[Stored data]
________________________

use super::Scan;
use crate::element::{Element, ExplosionKind, Sound};
use crate::engine::instance::MagicWallState;
use crate::types::{Coordinate, Direction};

impl Scan<'_> {
    /// flying elements fall against gravity
    fn fall_direction(&self, element: Element) -> Direction {
        match element {
            Element::FlyingStone
            | Element::FlyingStoneFlying
            | Element::FlyingDiamond
            | Element::FlyingDiamondFlying => self.gravity().opposite(),
            _ => self.gravity(),
        }
    }

    /// Side an element falling towards `down` can roll off to. The element
    /// below must slope towards us and towards the side, and both the side
    /// and the cell below it must be empty.
    pub(super) fn roll_side(&self, pos: Coordinate, down: Direction) -> Option<Direction> {
        let slopes = self.get_dir(pos, down).properties().slopes;
        if !slopes.toward(down.opposite()) {
            return None;
        }
        [down.cw_fourth(), down.ccw_fourth()]
            .iter()
            .copied()
            .find(|side| {
                slopes.toward(*side)
                    && self.is_space_dir(pos, *side)
                    && self.is_space(pos.step(*side).step(down))
            })
    }

    /// a stone, diamond or similar at rest
    pub(super) fn resting(&mut self, pos: Coordinate, element: Element) {
        let down = self.fall_direction(element);
        let falling = element.falling().unwrap_or(element);
        if self.is_space_dir(pos, down) {
            self.move_dir(pos, down, falling);
        } else if let Some(side) = self.roll_side(pos, down) {
            self.move_dir(pos, side, falling);
        }
    }

    /// what the magic wall makes of a falling element, if it takes it at all
    fn magic_wall_conversion(&self, element: Element) -> Option<Element> {
        let effects = &self.cave.effects;
        match element {
            Element::StoneFalling => Some(effects.magic_wall_stone_to),
            Element::DiamondFalling => Some(effects.magic_wall_diamond_to),
            Element::MegaStoneFalling => Some(effects.magic_wall_mega_stone_to),
            Element::NitroPackFalling => Some(effects.magic_wall_nitro_pack_to),
            Element::NutFalling => Some(effects.magic_wall_nut_to),
            Element::FlyingStoneFlying => Some(effects.magic_wall_flying_stone_to),
            Element::FlyingDiamondFlying => Some(effects.magic_wall_flying_diamond_to),
            _ => None,
        }
    }

    /// what a falling element turns in to when it stops
    fn landed(&self, element: Element) -> Element {
        match element {
            Element::StoneFalling => self.cave.effects.stone_bouncing_to,
            Element::DiamondFalling => self.cave.effects.diamond_bouncing_to,
            other => other.stationary(),
        }
    }

    fn is_heavy(element: Element) -> bool {
        !matches!(element, Element::DirtBallFalling)
    }

    /// an element in motion
    pub(super) fn falling(&mut self, pos: Coordinate, element: Element) {
        let down = self.fall_direction(element);
        let below_pos = pos.step(down);
        let below = self.get(below_pos);

        if below == Element::Space {
            self.move_dir(pos, down, element);
            return;
        }
        if element == Element::NitroPackFalling {
            self.explode(pos, ExplosionKind::Nitro);
            return;
        }
        if Self::is_heavy(element) && self.hit(pos, element, below_pos, below) {
            return;
        }
        if below == Element::MagicWall && self.cave.magic_wall != MagicWallState::Expired {
            if let Some(converted) = self.magic_wall_conversion(element) {
                self.magic_wall(pos, down, converted);
                return;
            }
        }
        if let Some(side) = self.roll_side(pos, down) {
            self.move_dir(pos, side, element);
            return;
        }

        let landed = self.landed(element);
        self.store(pos, landed);
        if let Some(sound) = element.properties().sound {
            self.sound(sound, pos);
        }
    }

    /// A falling element hits what is below it. True if that used up the
    /// falling element's move.
    fn hit(&mut self, pos: Coordinate, element: Element, below_pos: Coordinate, below: Element) -> bool {
        let diamond = element.properties().counts_as_diamond;
        match below {
            Element::Voodoo => {
                if diamond && self.config.voodoo_collects_diamonds {
                    self.store(pos, Element::Space);
                    self.collect_diamond(below_pos);
                    true
                } else if !diamond && self.config.voodoo_dies_by_stone {
                    self.explode(below_pos, ExplosionKind::Space);
                    true
                } else {
                    false
                }
            }
            Element::Nut if matches!(element, Element::StoneFalling | Element::MegaStoneFalling) => {
                let crushed = self.cave.effects.nut_crushed_to;
                self.store(below_pos, crushed);
                self.store(pos, element.stationary());
                self.sound(Sound::NutCrack, below_pos);
                true
            }
            _ if below.properties().explodes_by_hit => {
                let kind = self.explosion_kind_of(below);
                self.explode(below_pos, kind);
                true
            }
            _ => false,
        }
    }

    /// the falling element disappears in the wall, and comes out converted
    /// below it if there is room
    fn magic_wall(&mut self, pos: Coordinate, down: Direction, converted: Element) {
        if self.cave.magic_wall == MagicWallState::Dormant {
            self.cave.magic_wall = MagicWallState::Active;
        }
        let exit = pos.step(down).step(down);
        if self.is_space(exit) {
            self.store(exit, converted);
        }
        self.store(pos, Element::Space);
        self.sound(Sound::MagicWall, pos);
    }
}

________________________

**Task to carry out:**
Please reproduce every record shown above, exactly as written.

**Solution to this exercise:**
use super::Scan;
use crate::element::{Element, ExplosionKind, Sound};
use crate::engine::instance::MagicWallState;
use crate::types::{Coordinate, Direction};

impl Scan<'_> {
    /// flying elements fall against gravity
    fn fall_direction(&self, element: Element) -> Direction {
        match element {
            Element::FlyingStone
            | Element::FlyingStoneFlying
            | Element::FlyingDiamond
            | Element::FlyingDiamondFlying => self.gravity().opposite(),
            _ => self.gravity(),
        }
    }

    /// Side an element falling towards `down` can roll off to. The element
    /// below must slope towards us and towards the side, and both the side
    /// and the cell below it must be empty.
    pub(super) fn roll_side(&self, pos: Coordinate, down: Direction) -> Option<Direction> {
        let slopes = self.get_dir(pos, down).properties().slopes;
        if !slopes.toward(down.opposite()) {
            return None;
        }
        [down.cw_fourth(), down.ccw_fourth()]
            .iter()
            .copied()
            .find(|side| {
                slopes.toward(*side)
                    && self.is_space_dir(pos, *side)
                    && self.is_space(pos.step(*side).step(down))
            })
    }

    /// a stone, diamond or similar at rest
    pub(super) fn resting(&mut self, pos: Coordinate, element: Element) {
        let down = self.fall_direction(element);
        let falling = element.falling().unwrap_or(element);
        if self.is_space_dir(pos, down) {
            self.move_dir(pos, down, falling);
        } else if let Some(side) = self.roll_side(pos, down) {
            self.move_dir(pos, side, falling);
        }
    }

    /// what the magic wall makes of a falling element, if it takes it at all
    fn magic_wall_conversion(&self, element: Element) -> Option<Element> {
        let effects = &self.cave.effects;
        match element {
            Element::StoneFalling => Some(effects.magic_wall_stone_to),
            Element::DiamondFalling => Some(effects.magic_wall_diamond_to),
            Element::MegaStoneFalling => Some(effects.magic_wall_mega_stone_to),
            Element::NitroPackFalling => Some(effects.magic_wall_nitro_pack_to),
            Element::NutFalling => Some(effects.magic_wall_nut_to),
            Element::FlyingStoneFlying => Some(effects.magic_wall_flying_stone_to),
            Element::FlyingDiamondFlying => Some(effects.magic_wall_flying_diamond_to),
            _ => None,
        }
    }

    /// what a falling element turns in to when it stops
    fn landed(&self, element: Element) -> Element {
        match element {
            Element::StoneFalling => self.cave.effects.stone_bouncing_to,
            Element::DiamondFalling => self.cave.effects.diamond_bouncing_to,
            other => other.stationary(),
        }
    }

    fn is_heavy(element: Element) -> bool {
        !matches!(element, Element::DirtBallFalling)
    }

    /// an element in motion
    pub(super) fn falling(&mut self, pos: Coordinate, element: Element) {
        let down = self.fall_direction(element);
        let below_pos = pos.step(down);
        let below = self.get(below_pos);

        if below == Element::Space {
            self.move_dir(pos, down, element);
            return;
        }
        if element == Element::NitroPackFalling {
            self.explode(pos, ExplosionKind::Nitro);
            return;
        }
        if Self::is_heavy(element) && self.hit(pos, element, below_pos, below) {
            return;
        }
        if below == Element::MagicWall && self.cave.magic_wall != MagicWallState::Expired {
            if let Some(converted) = self.magic_wall_conversion(element) {
                self.magic_wall(pos, down, converted);
                return;
            }
        }
        if let Some(side) = self.roll_side(pos, down) {
            self.move_dir(pos, side, element);
            return;
        }

        let landed = self.landed(element);
        self.store(pos, landed);
        if let Some(sound) = element.properties().sound {
            self.sound(sound, pos);
        }
    }

    /// A falling element hits what is below it. True if that used up the
    /// falling element's move.
    fn hit(&mut self, pos: Coordinate, element: Element, below_pos: Coordinate, below: Element) -> bool {
        let diamond = element.properties().counts_as_diamond;
        match below {
            Element::Voodoo => {
                if diamond && self.config.voodoo_collects_diamonds {
                    self.store(pos, Element::Space);
                    self.collect_diamond(below_pos);
                    true
                } else if !diamond && self.config.voodoo_dies_by_stone {
                    self.explode(below_pos, ExplosionKind::Space);
                    true
                } else {
                    false
                }
            }
            Element::Nut if matches!(element, Element::StoneFalling | Element::MegaStoneFalling) => {
                let crushed = self.cave.effects.nut_crushed_to;
                self.store(below_pos, crushed);
                self.store(pos, element.stationary());
                self.sound(Sound::NutCrack, below_pos);
                true
            }
            _ if below.properties().explodes_by_hit => {
                let kind = self.explosion_kind_of(below);
                self.explode(below_pos, kind);
                true
            }
            _ => false,
        }
    }

    /// the falling element disappears in the wall, and comes out converted
    /// below it if there is room
    fn magic_wall(&mut self, pos: Coordinate, down: Direction, converted: Element) {
        if self.cave.magic_wall == MagicWallState::Dormant {
            self.cave.magic_wall = MagicWallState::Active;
        }
        let exit = pos.step(down).step(down);
        if self.is_space(exit) {
            self.store(exit, converted);
        }
        self.store(pos, Element::Space);
        self.sound(Sound::MagicWall, pos);
    }
}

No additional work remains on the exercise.